PAIN IN BACK WITH INSOMNIA: DESCRIPTION AND POSSIBLE MEDICAL PROBLEMS

Even a mild form of back pain can interfere with most of your daily activities, including your ability to sleep. When the back pain doesn’t go away despite rest and treatment, you may find that it’s difficult to sleep through the night. This can quickly turn into a Catch-22 situation, because the accompanying lack of sleep makes it difficult fot you to function during the day. You may then become stressed and frustrated, which only makes your back pain worse.

If you have chronic back pain that is interfering with your sleep, you may have a condition called fibromyalgia, or fibrositis, in which the tissues that connect the muscles to the bones and ligaments become inflamed. Fibromyalgia is common in midlife adults, and women are affected more often than men. It can flare up without warning if you strain or pull a muscle in your back or if you are under emotional stress.

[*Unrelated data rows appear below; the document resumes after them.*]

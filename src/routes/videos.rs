use axum::extract::rejection::JsonRejection;
use axum::extract::State;
use axum::Json;

use crate::app_state::AppState;
use crate::models::openai::{wants_base64, MediaResponse, VideoGenerationRequest};
use crate::routes::auth::BearerTokens;
use crate::routes::error::validated;
use crate::routes::images::media_data;
use crate::services::classifier::ApiError;
use crate::services::generation::{Generated, VideoRequest};

/// POST /v1/videos/generations
pub async fn create_video(
    State(state): State<AppState>,
    tokens: BearerTokens,
    payload: Result<Json<VideoGenerationRequest>, JsonRejection>,
) -> Result<Json<MediaResponse>, ApiError> {
    let body = validated(payload)?;
    let prompt = body.prompt.clone();
    let request = VideoRequest {
        model: body.model,
        prompt: body.prompt,
        ratio: body.ratio,
        resolution: body.resolution,
        duration: body.duration,
    };

    let generated = state
        .generation
        .generate_video(&request, tokens.pick(), None)
        .await?;
    let Generated::Video { url, .. } = generated else {
        return Err(ApiError::generation_failed("video job produced an image result"));
    };

    let mut data = media_data(&state, vec![url], wants_base64(body.response_format.as_deref())).await?;
    for entry in &mut data {
        entry.revised_prompt = Some(prompt.clone());
    }
    Ok(Json(MediaResponse {
        created: chrono::Utc::now().timestamp(),
        data,
    }))
}
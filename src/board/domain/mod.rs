//! Domain model for the task board.
//!
//! Columns are never stored: each one is a filtered view over the task
//! sequence. The reorder engine is a pure function over that sequence and
//! keeps every infrastructure concern outside of the domain boundary.

mod drag;
mod error;
mod ids;
mod reorder;
mod sequence;
mod state;
mod task;

pub use drag::{DragLocation, DragOutcome};
pub use error::{BoardDomainError, ParsePriorityError, ParseTaskStatusError, ReorderError};
pub use ids::TaskId;
pub use reorder::{Reordered, TaskMove, reorder};
pub use sequence::{ColumnView, TaskSequence};
pub use state::{BoardState, ListenerId};
pub use task::{Priority, Task, TaskData, TaskStatus};
//! Given steps for board reorder BDD scenarios.

use super::world::{BoardWorld, COLLECTION, run_async};
use eyre::WrapErr;
use rstest_bdd_macros::given;
use taskboard::board::domain::{Priority, Task, TaskData, TaskId, TaskStatus};

#[given(r#"a task "{id}" with status "{status}""#)]
fn task_with_status(world: &mut BoardWorld, id: String, status: String) -> Result<(), eyre::Report> {
    let parsed = TaskStatus::try_from(status.as_str())
        .map_err(|err| eyre::eyre!("invalid status in scenario: {err}"))?;
    let task = Task::new(
        TaskId::new(id.as_str())?,
        TaskData {
            title: format!("Task {id}"),
            description: String::new(),
            date: "2024-05-20".to_owned(),
            priority: Priority::Medium,
            status: parsed,
        },
    );
    world
        .store
        .insert_tasks(COLLECTION, [&task])
        .wrap_err("seed task for scenario")?;
    Ok(())
}

#[given("the board is mounted")]
fn board_is_mounted(world: &mut BoardWorld) -> Result<(), eyre::Report> {
    let mut board = world.new_board()?;
    run_async(board.load()).wrap_err("load board in scenario setup")?;
    world.board = Some(board);
    Ok(())
}

#[given(r#"the store rejects reads with "{message}""#)]
fn store_rejects_reads(world: &mut BoardWorld, message: String) -> Result<(), eyre::Report> {
    world.store.fail_reads(message)?;
    Ok(())
}

#[given(r#"the store rejects writes with "{message}""#)]
fn store_rejects_writes(world: &mut BoardWorld, message: String) -> Result<(), eyre::Report> {
    world.store.fail_writes(message)?;
    Ok(())
}
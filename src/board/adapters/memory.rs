//! In-memory document store for board tests and local runs.

use async_trait::async_trait;
use serde_json::Value;
use std::collections::HashMap;
use std::sync::{Arc, RwLock};
use uuid::Uuid;

use crate::board::{
    domain::{Task, TaskId},
    ports::{
        RawTaskRecord, StatusUpdate, StoreError, StoreResult, StoredRecord, TaskStore, encode_task,
    },
};

/// A status write the store accepted, in arrival order.
#[derive(Debug, Clone, PartialEq, Eq)]
pub struct RecordedWrite {
    /// Collection written to.
    pub collection: String,
    /// Record identifier.
    pub id: TaskId,
    /// Fields merged into the record.
    pub update: StatusUpdate,
}

/// Thread-safe in-memory document store.
///
/// Records keep insertion order within a collection. Reads and writes can be
/// made to fail on demand to exercise the board's error paths.
#[derive(Debug, Clone, Default)]
pub struct InMemoryTaskStore {
    state: Arc<RwLock<InMemoryStoreState>>,
}

#[derive(Debug, Default)]
struct InMemoryStoreState {
    collections: HashMap<String, Vec<StoredRecord>>,
    writes: Vec<RecordedWrite>,
    read_failure: Option<String>,
    write_failure: Option<String>,
}

fn backend_failure(err: impl ToString) -> StoreError {
    StoreError::unavailable(std::io::Error::other(err.to_string()))
}

impl InMemoryTaskStore {
    /// Creates an empty store.
    #[must_use]
    pub fn new() -> Self {
        Self::default()
    }

    /// Adds a record under a freshly generated identifier.
    ///
    /// # Errors
    ///
    /// Returns [`StoreError::Unavailable`] when the store lock is poisoned.
    pub fn insert(&self, collection: &str, record: RawTaskRecord) -> StoreResult<TaskId> {
        let id = TaskId::new(Uuid::new_v4().to_string())
            .map_err(|err| StoreError::Rejected(err.to_string()))?;
        self.insert_with_id(collection, id.clone(), record)?;
        Ok(id)
    }

    /// Adds a record under a caller-chosen identifier, replacing any record
    /// already stored under it.
    ///
    /// # Errors
    ///
    /// Returns [`StoreError::Unavailable`] when the store lock is poisoned.
    pub fn insert_with_id(
        &self,
        collection: &str,
        id: TaskId,
        record: RawTaskRecord,
    ) -> StoreResult<()> {
        let mut state = self.state.write().map_err(backend_failure)?;
        let records = state.collections.entry(collection.to_owned()).or_default();
        match records.iter_mut().find(|stored| stored.id == id) {
            Some(stored) => stored.record = record,
            None => records.push(StoredRecord::new(id, record)),
        }
        Ok(())
    }

    /// Adds every task under its own identifier.
    ///
    /// # Errors
    ///
    /// Returns [`StoreError::Unavailable`] when the store lock is poisoned.
    pub fn insert_tasks<'a>(
        &self,
        collection: &str,
        tasks: impl IntoIterator<Item = &'a Task>,
    ) -> StoreResult<()> {
        for task in tasks {
            self.insert_with_id(collection, task.id().clone(), encode_task(task))?;
        }
        Ok(())
    }

    /// Returns the record stored under `id`, if any.
    ///
    /// # Errors
    ///
    /// Returns [`StoreError::Unavailable`] when the store lock is poisoned.
    pub fn record(&self, collection: &str, id: &TaskId) -> StoreResult<Option<RawTaskRecord>> {
        let state = self.state.read().map_err(backend_failure)?;
        Ok(state.collections.get(collection).and_then(|records| {
            records
                .iter()
                .find(|stored| &stored.id == id)
                .map(|stored| stored.record.clone())
        }))
    }

    /// Returns every accepted status write, oldest first.
    ///
    /// # Errors
    ///
    /// Returns [`StoreError::Unavailable`] when the store lock is poisoned.
    pub fn writes(&self) -> StoreResult<Vec<RecordedWrite>> {
        let state = self.state.read().map_err(backend_failure)?;
        Ok(state.writes.clone())
    }

    /// Makes every subsequent read fail with `message`.
    ///
    /// # Errors
    ///
    /// Returns [`StoreError::Unavailable`] when the store lock is poisoned.
    pub fn fail_reads(&self, message: impl Into<String>) -> StoreResult<()> {
        let mut state = self.state.write().map_err(backend_failure)?;
        state.read_failure = Some(message.into());
        Ok(())
    }

    /// Makes every subsequent write fail with `message`.
    ///
    /// # Errors
    ///
    /// Returns [`StoreError::Unavailable`] when the store lock is poisoned.
    pub fn fail_writes(&self, message: impl Into<String>) -> StoreResult<()> {
        let mut state = self.state.write().map_err(backend_failure)?;
        state.write_failure = Some(message.into());
        Ok(())
    }

    /// Clears injected read and write failures.
    ///
    /// # Errors
    ///
    /// Returns [`StoreError::Unavailable`] when the store lock is poisoned.
    pub fn recover(&self) -> StoreResult<()> {
        let mut state = self.state.write().map_err(backend_failure)?;
        state.read_failure = None;
        state.write_failure = None;
        Ok(())
    }
}

#[async_trait]
impl TaskStore for InMemoryTaskStore {
    async fn read_all(&self, collection: &str) -> StoreResult<Vec<StoredRecord>> {
        let state = self.state.read().map_err(backend_failure)?;
        if let Some(message) = &state.read_failure {
            return Err(backend_failure(message));
        }
        Ok(state
            .collections
            .get(collection)
            .cloned()
            .unwrap_or_default())
    }

    async fn update_fields(
        &self,
        collection: &str,
        id: &TaskId,
        update: StatusUpdate,
    ) -> StoreResult<()> {
        let mut state = self.state.write().map_err(backend_failure)?;
        if let Some(message) = &state.write_failure {
            return Err(StoreError::Rejected(message.clone()));
        }

        let stored = state
            .collections
            .get_mut(collection)
            .and_then(|records| records.iter_mut().find(|stored| &stored.id == id))
            .ok_or_else(|| StoreError::NotFound(id.clone()))?;
        stored.record.insert(
            "status".to_owned(),
            Value::from(update.status.as_str()),
        );

        state.writes.push(RecordedWrite {
            collection: collection.to_owned(),
            id: id.clone(),
            update,
        });
        Ok(())
    }
}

Sometimes it’s difficult to distinguish between fibromyalgia and the back pain that comes as a result of a muscle pull; here’s some help. With fibromyalgia, you’ll feel the back pain deep within the muscles of your back, not on the surface. The pain is likely to occur along the spine and perhaps the shoulder—anywhere muscle connects to the bones: the shoulder, the hip joint, and the back of the neck. Even though the pain originates in the connective tissue, any slight movement will cause pain to radiate throughout the rest of the back, frequently making the exact area hard to pinpoint.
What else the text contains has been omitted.